Average gasoline prices in Montana have fallen 0.5 cents per gallon in the last week, averaging $3.22/g on Monday, Feb. 6,, according to GasBuddy’s survey of 615 stations in Montana. Prices in Montana are 23.0 cents per gallon higher than a month ago and stand 16.2 cents per gallon lower than a year ago. The national average price of diesel has fallen 5.2 cents in the last week and stands at $4.60 per gallon.

According to GasBuddy price reports, the cheapest station in Montana was priced at $3.04/g on Sunday, Feb. 5, while the most expensive was $3.49/g, a difference of 45.0 cents per gallon.

The national average price of gasoline has fallen 4.4 cents per gallon in the last week, averaging $3.44/g today.
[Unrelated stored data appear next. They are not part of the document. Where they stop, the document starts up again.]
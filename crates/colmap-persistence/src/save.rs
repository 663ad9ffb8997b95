//! Map file saving.

use std::fs::{self, File};
use std::io::{ErrorKind, Write};
use std::path::{Path, PathBuf};

use chrono::Utc;

use colmap_catalog::{SchemaCatalog, SettingsProvider};
use colmap_map::MappingDocument;

use crate::error::{PersistenceError, Result};
use crate::format::{MapFile, SOFTWARE_VERSION, is_required_in_catalog};

/// Saves a document as a JSON map file.
///
/// Stamps `DateModified` and `SoftwareVersion`, writes atomically, then
/// marks the document saved. On failure the document is left untouched.
pub fn save_map<F>(document: &mut MappingDocument, path: &Path, is_required: F) -> Result<()>
where
    F: Fn(&str, &str) -> bool,
{
    let file = MapFile::from_document(document, is_required);
    save_map_file(document, path, file)
}

/// Saves `file`, a snapshot of `document`, and marks the document saved.
///
/// Lets callers add editor metadata such as recorded source columns before
/// writing.
pub fn save_map_file(document: &mut MappingDocument, path: &Path, mut file: MapFile) -> Result<()> {
    if file.map_name.trim().is_empty() {
        file.map_name = path
            .file_stem()
            .and_then(|s| s.to_str())
            .unwrap_or_default()
            .to_string();
    }
    file.date_modified = Some(Utc::now());

    write_map_file(&file, path)?;

    document.metadata.map_name.clone_from(&file.map_name);
    document.metadata.date_modified = file.date_modified;
    document.metadata.software_version = SOFTWARE_VERSION.to_string();
    document.mark_saved();
    Ok(())
}

/// Saves using the catalog's required-field policy for the `Required` column.
pub fn save_map_with_catalog<S: SettingsProvider>(
    document: &mut MappingDocument,
    path: &Path,
    catalog: &SchemaCatalog<S>,
) -> Result<()> {
    save_map(document, path, |data_type, property| {
        is_required_in_catalog(catalog, data_type, property)
    })
}

/// Writes a map file with temp file + rename.
pub fn write_map_file(file: &MapFile, path: &Path) -> Result<()> {
    let json = serde_json::to_vec_pretty(file).map_err(|e| PersistenceError::Serialization {
        source: Box::new(e),
    })?;

    let temp_path = path.with_extension("json.tmp");

    if let Some(parent) = path.parent().filter(|p| !p.as_os_str().is_empty()) {
        fs::create_dir_all(parent)
            .map_err(|e| PersistenceError::io("create directory", parent, e))?;
    }

    if let Err(error) = write_and_rename(&json, &temp_path, path) {
        if let Err(cleanup) = fs::remove_file(&temp_path)
            && cleanup.kind() != ErrorKind::NotFound
        {
            tracing::warn!(path = %temp_path.display(), error = %cleanup, "Could not remove temp file");
        }
        return Err(error);
    }

    tracing::info!(
        entries = file.import_map.len(),
        "Saved map to {}",
        path.display()
    );
    Ok(())
}

fn write_and_rename(json: &[u8], temp_path: &Path, path: &Path) -> Result<()> {
    let mut out =
        File::create(temp_path).map_err(|e| PersistenceError::io("create", temp_path, e))?;
    out.write_all(json)
        .map_err(|e| PersistenceError::io("write", temp_path, e))?;
    out.sync_all()
        .map_err(|e| PersistenceError::io("sync", temp_path, e))?;
    drop(out);

    fs::rename(temp_path, path).map_err(|e| PersistenceError::AtomicWriteFailed {
        temp_path: temp_path.to_path_buf(),
        target_path: path.to_path_buf(),
        source: e,
    })
}

/// Writes a map file on the blocking thread pool.
pub async fn save_map_async(file: MapFile, path: PathBuf) -> Result<()> {
    tokio::task::spawn_blocking(move || write_map_file(&file, &path))
        .await
        .map_err(|source| PersistenceError::Task { source })?
}

#[cfg(test)]
mod tests {
    use super::*;
    use tempfile::tempdir;

    #[test]
    fn test_save_marks_clean_and_stamps_metadata() {
        let dir = tempdir().unwrap();
        let path = dir.path().join("maps").join("grid.json");

        let mut doc = MappingDocument::new("");
        doc.update_mapping("Bus", "Id", "Bus ID").unwrap();
        assert!(doc.is_dirty());

        save_map(&mut doc, &path, |_, _| false).unwrap();

        assert!(path.exists());
        assert!(!path.with_extension("json.tmp").exists());
        assert!(!doc.is_dirty());
        assert_eq!(doc.metadata.map_name, "grid");
        assert!(doc.metadata.date_modified.is_some());
        assert_eq!(doc.metadata.software_version, SOFTWARE_VERSION);
    }

    #[test]
    fn test_failed_save_keeps_document_dirty() {
        let dir = tempdir().unwrap();
        let blocker = dir.path().join("file");
        std::fs::write(&blocker, "x").unwrap();
        let path = blocker.join("grid.json");

        let mut doc = MappingDocument::new("grid");
        doc.update_mapping("Bus", "Id", "Bus ID").unwrap();

        let err = save_map(&mut doc, &path, |_, _| false).unwrap_err();
        assert!(matches!(err, PersistenceError::Io { .. }));
        assert!(doc.is_dirty());
        assert!(doc.metadata.date_modified.is_none());
    }

    #[test]
    fn test_failed_rename_removes_temp_file() {
        let dir = tempdir().unwrap();
        let path = dir.path().join("grid.json");
        std::fs::create_dir(&path).unwrap();
        std::fs::write(path.join("occupied"), "x").unwrap();

        let mut doc = MappingDocument::new("grid");
        doc.update_mapping("Bus", "Id", "Bus ID").unwrap();

        let err = save_map(&mut doc, &path, |_, _| false).unwrap_err();
        assert!(matches!(err, PersistenceError::AtomicWriteFailed { .. }));
        assert!(!path.with_extension("json.tmp").exists());
        assert!(doc.is_dirty());
    }
}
The national average is up 17.5 cents per gallon from a month ago and stands 1.7 cents per gallon higher than a year ago, according to Gas-Buddy data compiled from more than 11 million weekly price reports covering over 150,000 gas stations across the country.

Historical gasoline prices in Montana and the national average going back ten years: Feb. 6, 2022: $3.39/g (U.S. Average: $3.42/g) Feb. 6, 2021: $2.32/g (U.S. Average: $2.46/g) Feb. 6, 2020: $2.47/g (U.S. Average: $2.46/g) Feb. 6, 2019: $2.24/g (U.S. Average: $2.29/g) Feb. 6, 2018: $2.61/g (U.S. Average: $2.61/g) Feb. 6, 2017: $2.31/g (U.S. Average: $2.26/g) Feb. 6, 2016: $1.76/g (U.S. Average: $1.74/g) Feb. 6, 2015: $1.91/g (U.S. Average: $2.16/g) Feb. 6, 2014: $3.00/g (U.S. Average: $3.26/g) Feb. 6, 2013: $3.03/g (U.S. Average: $3.55/g) Neighboring areas and their current gas prices: Idaho- $3.58/g, up 15.6 cents per gallon from last week’s $3.42/g.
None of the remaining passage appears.